Les premiers résultats de l’expérience CLOUD, menée au CERN (Organisation européenne pour la recherche nucléaire), en Suisse, par l’équipe du professeur Jasper Kirkby, qui étudie les relations entre les rayons cosmiques et le climat, sont parus dans le magazine Nature du 24 août.
Pour ceux qui aspirent à comprendre par quelles voies les événements sur Terre, y compris le climat, sont affectés par des processus solaires et galactiques, la publication des résultats de CLOUD est une bonne nouvelle !
Pour ceux qui espéraient utiliser le spectre d’une catastrophe climatique causée par l’homme [anthropogénique] pour imposer un plan malthusien de désindustrialisation et de dépopulation sur la planète, c’est une catastrophe...
Car les résultats de l’expérience CLOUD battent en brèche toute la propagande catastrophiste du GIEC, travaux de référence pour l’imposture du réchauffement climatique. Conscient de la bombe politique que cela représente, Rolf-Dieter Heuer, le directeur général du CERN, terrorisé, a même déclaré le 15 juillet au Welt Online : « J’ai demandé à mes collègues du CERN de présenter leurs résultats clairement, mais de ne pas les interpréter [sic]. Cela pour éviter d’entrer dans l’arène hautement politique du débat sur les changements climatiques.
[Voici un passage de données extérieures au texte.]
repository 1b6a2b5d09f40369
fn main() {
    tauri_build::build()
}
use crate::backend::{self, BackendClient};
use crate::config;
use crate::session::{ScanSession, SessionSnapshot};
use crate::types::{DocumentFields, FileInfo, LineItem, ScanResult, ScanType};
use std::fs;
use std::path::{Path, PathBuf};
use std::sync::Mutex;
use tauri::{AppHandle, Manager, State};

pub const SHEET_NOT_CONFIGURED: &str =
    "Google Sheets is not configured. Add a sheet link in Settings first.";
pub const SCAN_FAILED: &str = "Could not process the file.";
pub const SEND_FAILED: &str = "Could not send data.";

pub struct AppState {
    pub session: Mutex<ScanSession>,
    pub client: BackendClient,
    pub data_dir: PathBuf,
}

fn lock(session: &Mutex<ScanSession>) -> Result<std::sync::MutexGuard<'_, ScanSession>, String> {
    session.lock().map_err(|_| "Session state poisoned.".to_string())
}

/// Validate a picked file before it replaces the current selection: it must
/// exist and be an image or a PDF. Pickers do not always report a name or
/// MIME type, so both fall back to the path.
fn validate_selection(
    path: &str,
    name: Option<String>,
    size: Option<u64>,
    mime_type: Option<String>,
) -> Result<FileInfo, String> {
    let meta = fs::metadata(path).map_err(|_| "File not found.".to_string())?;
    if !meta.is_file() {
        return Err("Not a file.".to_string());
    }
    let name = name.filter(|n| !n.trim().is_empty()).unwrap_or_else(|| {
        Path::new(path)
            .file_name()
            .and_then(|n| n.to_str())
            .unwrap_or("file")
            .to_string()
    });
    let mime = mime_type
        .filter(|m| !m.trim().is_empty())
        .unwrap_or_else(|| backend::mime_from_name(&name).to_string());
    if !(mime.starts_with("image/") || mime == "application/pdf") {
        return Err("Unsupported file type. Pick an image or a PDF.".to_string());
    }
    Ok(FileInfo {
        uri: path.to_string(),
        name,
        size: size.or(Some(meta.len())),
        mime_type: Some(mime),
    })
}

/// Scan precondition and dispatch. The sheet guard runs before anything
/// else; on `None` from the scanner the session falls back to
/// `FileSelected` and a generic failure is reported. The session lock is
/// not held across the scan call.
fn scan_with<F>(
    session: &Mutex<ScanSession>,
    data_dir: &Path,
    scan: F,
) -> Result<SessionSnapshot, String>
where
    F: FnOnce(&FileInfo) -> Option<ScanResult>,
{
    if config::sheet_url(data_dir).is_none() {
        return Err(SHEET_NOT_CONFIGURED.to_string());
    }
    let file = lock(session)?.begin_scan()?;
    let result = scan(&file);
    let mut session = lock(session)?;
    match result {
        Some(result) => Ok(session.scan_succeeded(result)),
        None => {
            session.scan_failed();
            Err(SCAN_FAILED.to_string())
        }
    }
}

/// Append precondition and dispatch. The sheet guard runs before the
/// sender is consulted, so an unconfigured target makes zero network
/// calls. Failure falls back to `Reviewing` with edits kept.
fn submit_with<F>(session: &Mutex<ScanSession>, data_dir: &Path, send: F) -> Result<(), String>
where
    F: FnOnce(&DocumentFields, &[LineItem]) -> bool,
{
    if config::sheet_url(data_dir).is_none() {
        return Err(SHEET_NOT_CONFIGURED.to_string());
    }
    let (fields, items) = lock(session)?.begin_submit()?;
    let ok = send(&fields, &items);
    let mut session = lock(session)?;
    if ok {
        session.submit_succeeded();
        Ok(())
    } else {
        session.submit_failed();
        Err(SEND_FAILED.to_string())
    }
}

#[tauri::command]
pub fn get_app_version(app: AppHandle) -> String {
    app.package_info().version.to_string()
}

#[tauri::command]
pub fn get_app_data_path(app: AppHandle) -> Result<String, String> {
    let path = app.path().app_data_dir().map_err(|e| e.to_string())?;
    path.to_str()
        .map(String::from)
        .ok_or_else(|| "Invalid path".to_string())
}

#[tauri::command]
pub fn open_app_data_folder(app: AppHandle) -> Result<(), String> {
    let path = app.path().app_data_dir().map_err(|e| e.to_string())?;
    opener::open(&path).map_err(|e| e.to_string())
}

#[tauri::command]
pub fn get_backend_url(state: State<AppState>) -> String {
    state.client.base_url().to_string()
}

#[tauri::command]
pub fn get_sheet_url(state: State<AppState>) -> Option<String> {
    config::sheet_url(&state.data_dir)
}

#[tauri::command]
pub fn save_sheet_url(state: State<AppState>, input: String) -> Result<String, String> {
    config::save_sheet_url(&state.data_dir, &input)
}

#[tauri::command]
pub fn get_session(state: State<AppState>) -> Result<SessionSnapshot, String> {
    Ok(lock(&state.session)?.snapshot())
}

#[tauri::command]
pub fn select_file(
    state: State<AppState>,
    path: String,
    name: Option<String>,
    size: Option<u64>,
    mime_type: Option<String>,
) -> Result<SessionSnapshot, String> {
    let file = validate_selection(&path, name, size, mime_type)?;
    let mut session = lock(&state.session)?;
    session.select_file(file)?;
    Ok(session.snapshot())
}

#[tauri::command]
pub fn clear_file(state: State<AppState>) -> Result<SessionSnapshot, String> {
    let mut session = lock(&state.session)?;
    session.clear_file()?;
    Ok(session.snapshot())
}

/// Blocking by design: tauri runs sync commands off the main thread, and
/// the session lock is released while the request is in flight.
#[tauri::command]
pub fn scan_document(
    state: State<AppState>,
    scan_type: ScanType,
) -> Result<SessionSnapshot, String> {
    scan_with(&state.session, &state.data_dir, |file| {
        state.client.call_backend(file, scan_type)
    })
}

#[tauri::command]
pub fn update_review_field(
    state: State<AppState>,
    key: String,
    value: String,
) -> Result<String, String> {
    lock(&state.session)?.update_field(&key, &value)
}

#[tauri::command]
pub fn update_review_item(
    state: State<AppState>,
    index: usize,
    key: String,
    value: String,
) -> Result<String, String> {
    lock(&state.session)?.update_item(index, &key, &value)
}

#[tauri::command]
pub fn submit_review(state: State<AppState>) -> Result<SessionSnapshot, String> {
    submit_with(&state.session, &state.data_dir, |fields, items| {
        state.client.append_data(fields, items)
    })?;
    Ok(lock(&state.session)?.snapshot())
}

#[tauri::command]
pub fn discard_review(state: State<AppState>) -> Result<SessionSnapshot, String> {
    let mut session = lock(&state.session)?;
    session.discard()?;
    Ok(session.snapshot())
}

#[cfg(test)]
mod tests {
    use super::*;
    use crate::session::Stage;
    use std::cell::Cell;
    use std::collections::BTreeMap;
    use std::io::Write;

    fn reviewing_session() -> Mutex<ScanSession> {
        let mut session = ScanSession::default();
        session
            .select_file(FileInfo {
                uri: "/tmp/invoice.pdf".to_string(),
                name: "invoice.pdf".to_string(),
                size: None,
                mime_type: Some("application/pdf".to_string()),
            })
            .unwrap();
        session.begin_scan().unwrap();
        session.scan_succeeded(ScanResult {
            fields: DocumentFields {
                cnpj: "12345678000199".to_string(),
                data_emissao: "01012024".to_string(),
                valor_total: "100,00".to_string(),
                extra: BTreeMap::new(),
            },
            items: vec![],
        });
        Mutex::new(session)
    }

    fn configured_dir() -> tempfile::TempDir {
        let dir = tempfile::tempdir().unwrap();
        config::save_sheet_url(
            dir.path(),
            "https://docs.google.com/spreadsheets/d/1FVcGb3GG1eii4JReZ9SVKIfKS20DW6p2oCAMQ0VHPdU",
        )
        .unwrap();
        dir
    }

    #[test]
    fn unconfigured_submit_makes_zero_send_calls() {
        let dir = tempfile::tempdir().unwrap();
        let session = reviewing_session();
        let called = Cell::new(false);
        let err = submit_with(&session, dir.path(), |_, _| {
            called.set(true);
            true
        })
        .unwrap_err();
        assert_eq!(err, SHEET_NOT_CONFIGURED);
        assert!(!called.get());
        // Guard fires before the state machine moves.
        assert_eq!(session.lock().unwrap().stage(), Stage::Reviewing);
    }

    #[test]
    fn unconfigured_scan_makes_zero_backend_calls() {
        let dir = tempfile::tempdir().unwrap();
        let session = reviewing_session();
        let called = Cell::new(false);
        let err = scan_with(&session, dir.path(), |_| {
            called.set(true);
            None
        })
        .unwrap_err();
        assert_eq!(err, SHEET_NOT_CONFIGURED);
        assert!(!called.get());
    }

    #[test]
    fn failed_send_returns_to_reviewing() {
        let dir = configured_dir();
        let session = reviewing_session();
        let err = submit_with(&session, dir.path(), |_, _| false).unwrap_err();
        assert_eq!(err, SEND_FAILED);
        assert_eq!(session.lock().unwrap().stage(), Stage::Reviewing);
    }

    #[test]
    fn successful_send_resets_the_cycle() {
        let dir = configured_dir();
        let session = reviewing_session();
        let seen = Cell::new(false);
        submit_with(&session, dir.path(), |fields, _| {
            seen.set(true);
            // Normalized at scan receipt, sent in canonical form.
            assert_eq!(fields.cnpj, "12.345.678/0001-99");
            true
        })
        .unwrap();
        assert!(seen.get());
        let session = session.lock().unwrap();
        assert_eq!(session.stage(), Stage::Idle);
        assert!(session.file().is_none());
    }

    #[test]
    fn failed_scan_keeps_the_file() {
        let dir = configured_dir();
        let session = Mutex::new(ScanSession::default());
        session
            .lock()
            .unwrap()
            .select_file(FileInfo {
                uri: "/tmp/nota.png".to_string(),
                name: "nota.png".to_string(),
                size: None,
                mime_type: Some("image/png".to_string()),
            })
            .unwrap();
        let err = scan_with(&session, dir.path(), |_| None).unwrap_err();
        assert_eq!(err, SCAN_FAILED);
        let session = session.lock().unwrap();
        assert_eq!(session.stage(), Stage::FileSelected);
        assert!(session.file().is_some());
    }

    #[test]
    fn successful_scan_normalizes_before_review() {
        let dir = configured_dir();
        let session = Mutex::new(ScanSession::default());
        session
            .lock()
            .unwrap()
            .select_file(FileInfo {
                uri: "/tmp/invoice.pdf".to_string(),
                name: "invoice.pdf".to_string(),
                size: None,
                mime_type: None,
            })
            .unwrap();
        let snapshot = scan_with(&session, dir.path(), |file| {
            assert_eq!(file.name, "invoice.pdf");
            Some(ScanResult {
                fields: DocumentFields {
                    cnpj: "12345678000199".to_string(),
                    ..Default::default()
                },
                items: vec![],
            })
        })
        .unwrap();
        assert_eq!(snapshot.fields.unwrap().cnpj, "12.345.678/0001-99");
        assert_eq!(session.lock().unwrap().stage(), Stage::Reviewing);
    }

    #[test]
    fn selection_validation() {
        let mut tmp = tempfile::NamedTempFile::with_suffix(".pdf").unwrap();
        tmp.write_all(b"%PDF-1.4").unwrap();
        let path = tmp.path().to_str().unwrap();

        let file = validate_selection(path, None, None, None).unwrap();
        assert_eq!(file.mime_type.as_deref(), Some("application/pdf"));
        assert_eq!(file.kind(), crate::types::FileKind::Pdf);
        assert!(file.size.unwrap() > 0);

        assert!(validate_selection("/no/such/file.png", None, None, None).is_err());
        assert!(validate_selection(
            path,
            Some("notes.txt".to_string()),
            None,
            Some("text/plain".to_string())
        )
        .is_err());
    }
}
Il doit être clair que les rayons cosmiques ne sont qu’un des paramètres. »


Percer le mystère de la formation des nuages

L’expérience CLOUD (Cosmics Leaving Outdoor Droplets), menée au laboratoire de physique des particules du CERN, fut proposée dès 1998, dans la foulée des travaux du scientifique danois Henrik Svensmark montrant qu’il existe une corrélation entre les variations du flux de rayons cosmiques bombardant l’atmosphère de la Terre depuis l’espace extra-atmosphérique, et les variations de l’épaisseur de la couverture nuageuse de basse altitude, qui refroidit la Terre en réfléchissant la lumière du Soleil.

Il apparut alors que les particules chargées des rayons cosmiques, partiellement modulées par les activités du Soleil, sans que l’on comprenne encore comment, peuvent aider à amorcer la formation des nuages.

C’est en vue d’étudier ce processus que l’expérience CLOUD a été réalisée. Elle a été menée par une équipe interdisciplinaire de scientifiques provenant de dix-huit instituts de neuf pays, comprenant des physiciens de l’atmosphère, du Soleil, ainsi que des rayons cosmiques et des particules.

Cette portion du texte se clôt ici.